# Supplied records:
*** Begin section ***

#[derive(Debug, Clone, PartialEq, Eq, Serialize, Deserialize)]
pub struct MemberVerification {
    pub id: i64,
    pub member_id: i64,
    pub verification_id: i64,
    pub verification_attempt_id: Option<i64>,
    pub created_at: DateTime<Utc>,
}

#[derive(Debug, Clone, PartialEq, Eq)]
pub struct NewMemberVerification {
    pub member_id: i64,
    pub verification_id: i64,
    pub verification_attempt_id: Option<i64>,
}

/// Everything needed to write one successful verification.
#[derive(Debug, Clone)]
pub struct VerificationDraft {
    pub user_id: i64,
    pub organization_id: i64,
    pub verification_type: VerificationType,
    pub identity: IdentitySnapshot,
    pub additional_fields: Value,
    pub verified_at: DateTime<Utc>,
    pub verification_session: Option<Uuid>,
    /// v1 member version to link, when one matched.
    pub member_id: Option<i64>,
    /// Write a `verification_2` row alongside the v1 row.
    pub write_v2: bool,
    /// v2 member and version, captured when the v2 write is enabled.
    pub member_2: Option<(i64, i32)>,
    pub policy_used: Option<String>,
}

/// One transactional unit of verification writes.
#[derive(Debug, Clone)]
pub struct VerificationBundle {
    pub drafts: Vec<VerificationDraft>,
}

#[derive(Debug, Clone, PartialEq)]
pub struct CreatedVerification {
    pub verification: Verification,
    pub verification_2: Option<Verification2>,
    pub attempt: VerificationAttempt,
    pub member_verification: Option<MemberVerification>,
}

#[derive(Debug, Clone)]
pub struct NewVerificationAttempt {
    pub user_id: i64,
    pub organization_id: Option<i64>,
    pub verification_type: VerificationType,
    pub identity: IdentitySnapshot,
    pub additional_fields: Value,
    pub policy_used: Option<String>,
    pub verified_at: Option<DateTime<Utc>>,
}

/// A verification with whatever member versions it is linked to.
#[derive(Debug, Clone, PartialEq)]
pub struct LinkedVerification {
    pub verification: Verification,
    pub verification_2: Option<Verification2>,
    /// Most recently linked v1 member version.
    pub member: Option<Member>,
    pub member_2: Option<Member>,
}

#[derive(Debug, Clone, PartialEq, Serialize, Deserialize)]
pub struct Population {
    pub id: i64,
    pub organization_id: i64,
    pub activated_at: Option<DateTime<Utc>>,
    pub deactivated_at: Option<DateTime<Utc>>,
    pub sub_pop_lookup_keys_csv: String,
    pub sub_pop_lookup_map_json: Value,
    pub advanced: bool,
    pub created_at: DateTime<Utc>,
}

impl Population {
    pub fn is_active(&self, now: DateTime<Utc>) -> bool {
        self.activated_at.map_or(false, |at| at <= now)
            && self.deactivated_at.map_or(true, |at| now < at)
    }

    pub fn lookup_keys(&self) -> Vec<String> {
        self.sub_pop_lookup_keys_csv
            .split(',')
            .map(str::trim)
            .filter(|key| !key.is_empty())
            .map(str::to_string)
            .collect()
    }
}
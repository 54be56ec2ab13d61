use axum::{
    http::StatusCode,
    response::{IntoResponse, Response},
    Json,
};
use serde::Serialize;
use serde_json::{Map, Value};
use std::fmt::Display;

use crate::engine::error::EligibilityError;
use crate::store::StoreError;

pub type AppResult<T> = Result<T, AppError>;

/// RPC status names carried in the `code` field of error bodies.
pub mod codes {
    pub const INVALID_ARGUMENT: &str = "INVALID_ARGUMENT";
    pub const NOT_FOUND: &str = "NOT_FOUND";
    pub const ALREADY_EXISTS: &str = "ALREADY_EXISTS";
    pub const FAILED_PRECONDITION: &str = "FAILED_PRECONDITION";
    pub const UNIMPLEMENTED: &str = "UNIMPLEMENTED";
    pub const UNAVAILABLE: &str = "UNAVAILABLE";
    pub const INTERNAL: &str = "INTERNAL";
    pub const UNKNOWN: &str = "UNKNOWN";
}

#[derive(Debug)]
pub struct AppError {
    status: StatusCode,
    code: &'static str,
    message: String,
    details: Map<String, Value>,
}

impl AppError {
    pub fn new(status: StatusCode, code: &'static str, message: impl Into<String>) -> Self {
        Self {
            status,
            code,
            message: message.into(),
            details: Map::new(),
        }
    }

    pub fn with_detail(mut self, key: &str, value: impl Into<Value>) -> Self {
        self.details.insert(key.to_string(), value.into());
        self
    }

    pub fn bad_request(message: impl Into<String>) -> Self {
        Self::new(StatusCode::BAD_REQUEST, codes::INVALID_ARGUMENT, message)
    }

    pub fn not_found(message: impl Into<String>) -> Self {
        Self::new(StatusCode::NOT_FOUND, codes::NOT_FOUND, message)
    }

    pub fn internal<E: Display>(error: E) -> Self {
        Self::new(
            StatusCode::INTERNAL_SERVER_ERROR,
            codes::UNKNOWN,
            error.to_string(),
        )
    }

    pub fn status(&self) -> StatusCode {
        self.status
    }

    pub fn code(&self) -> &'static str {
        self.code
    }
}

impl IntoResponse for AppError {
    fn into_response(self) -> Response {
        let status = self.status;
        let body = Json(ErrorResponse {
            error: self.message,
            code: self.code,
            details: self.details,
        });
        (status, body).into_response()
    }
}

#[derive(Serialize)]
struct ErrorResponse {
    error: String,
    code: &'static str,
    details: Map<String, Value>,
}

impl From<EligibilityError> for AppError {
    fn from(value: EligibilityError) -> Self {
        use EligibilityError as E;

        let (status, code) = match &value {
            E::Validation { .. } | E::OrganizationNotFound(_) => {
                (StatusCode::BAD_REQUEST, codes::INVALID_ARGUMENT)
            }
            E::Match { .. }
            | E::MatchMultiple { .. }
            | E::MemberSearch { .. }
            | E::GetMatch(_)
            | E::IdentityMatch(_)
            | E::NoDobMatch(_)
            | E::ClientSpecificMatch { .. } => (StatusCode::NOT_FOUND, codes::NOT_FOUND),
            E::ClientSpecificConfiguration(_) => (StatusCode::NOT_IMPLEMENTED, codes::UNIMPLEMENTED),
            E::UpstreamClientSpecific { .. } => (StatusCode::SERVICE_UNAVAILABLE, codes::UNAVAILABLE),
            E::CreateVerification(_) | E::DeactivateVerification(_) => {
                (StatusCode::INTERNAL_SERVER_ERROR, codes::INTERNAL)
            }
            E::RecordAlreadyClaimed(_) => (StatusCode::CONFLICT, codes::ALREADY_EXISTS),
            E::ForbiddenInProduction { .. } => {
                (StatusCode::PRECONDITION_FAILED, codes::FAILED_PRECONDITION)
            }
            E::Inconsistent(_) | E::Store(_) => (StatusCode::INTERNAL_SERVER_ERROR, codes::UNKNOWN),
        };

        let mut error = AppError::new(status, code, value.to_string());
        if let Some(method) = value.method() {
            error = error.with_detail("method", method.as_str());
        }
        if let E::Validation { fields, .. } = &value {
            error = error.with_detail("providedFields", fields.join(","));
        }
        error
    }
}

impl From<StoreError> for AppError {
    fn from(value: StoreError) -> Self {
        AppError::internal(value)
    }
}

impl From<diesel::result::Error> for AppError {
    fn from(value: diesel::result::Error) -> Self {
        match value {
            diesel::result::Error::NotFound => AppError::not_found("resource not found"),
            _ => AppError::internal(value),
        }
    }
}

impl From<anyhow::Error> for AppError {
    fn from(value: anyhow::Error) -> Self {
        AppError::internal(value)
    }
}

impl From<serde_json::Error> for AppError {
    fn from(value: serde_json::Error) -> Self {
        AppError::bad_request(value.to_string())
    }
}

#[cfg(test)]
mod tests {
    use super::*;
    use crate::engine::error::EligibilityMethod;

    #[test]
    fn eligibility_errors_map_to_rpc_statuses() {
        let cases = [
            (
                EligibilityError::not_found(EligibilityMethod::Standard),
                StatusCode::NOT_FOUND,
                codes::NOT_FOUND,
            ),
            (
                EligibilityError::multiple(EligibilityMethod::Alternate),
                StatusCode::NOT_FOUND,
                codes::NOT_FOUND,
            ),
            (
                EligibilityError::OrganizationNotFound(4),
                StatusCode::BAD_REQUEST,
                codes::INVALID_ARGUMENT,
            ),
            (
                EligibilityError::ClientSpecificConfiguration("none".into()),
                StatusCode::NOT_IMPLEMENTED,
                codes::UNIMPLEMENTED,
            ),
            (
                EligibilityError::UpstreamClientSpecific {
                    implementation: "OPTUM".into(),
                    cause: "503".into(),
                },
                StatusCode::SERVICE_UNAVAILABLE,
                codes::UNAVAILABLE,
            ),
            (
                EligibilityError::RecordAlreadyClaimed("claimed".into()),
                StatusCode::CONFLICT,
                codes::ALREADY_EXISTS,
            ),
            (
                EligibilityError::ForbiddenInProduction {
                    method: EligibilityMethod::CreateTestMemberRecords,
                },
                StatusCode::PRECONDITION_FAILED,
                codes::FAILED_PRECONDITION,
            ),
            (
                EligibilityError::CreateVerification("boom".into()),
                StatusCode::INTERNAL_SERVER_ERROR,
                codes::INTERNAL,
            ),
        ];
        for (error, status, code) in cases {
            let mapped = AppError::from(error);
            assert_eq!((mapped.status(), mapped.code()), (status, code));
        }
    }

    #[test]
    fn validation_details_list_provided_fields() {
        let error = AppError::from(EligibilityError::validation(
            Some(EligibilityMethod::Alternate),
            "Missing first_name",
            &["first_name", "last_name"],
        ));
        assert_eq!(error.details.get("method"), Some(&Value::from("alternate")));
        assert_eq!(
            error.details.get("providedFields"),
            Some(&Value::from("first_name,last_name"))
        );
    }
}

*** End section ***

# What is required:
Starting with the line that holds "pub type AppResult<T> = Result<T, AppError>;" and ending with the line that holds "pub const ALREADY_EXISTS: &str", retype every line in the data above exactly, and nothing else.

# Answer to this problem:
pub type AppResult<T> = Result<T, AppError>;

/// RPC status names carried in the `code` field of error bodies.
pub mod codes {
    pub const INVALID_ARGUMENT: &str = "INVALID_ARGUMENT";
    pub const NOT_FOUND: &str = "NOT_FOUND";
    pub const ALREADY_EXISTS: &str = "ALREADY_EXISTS";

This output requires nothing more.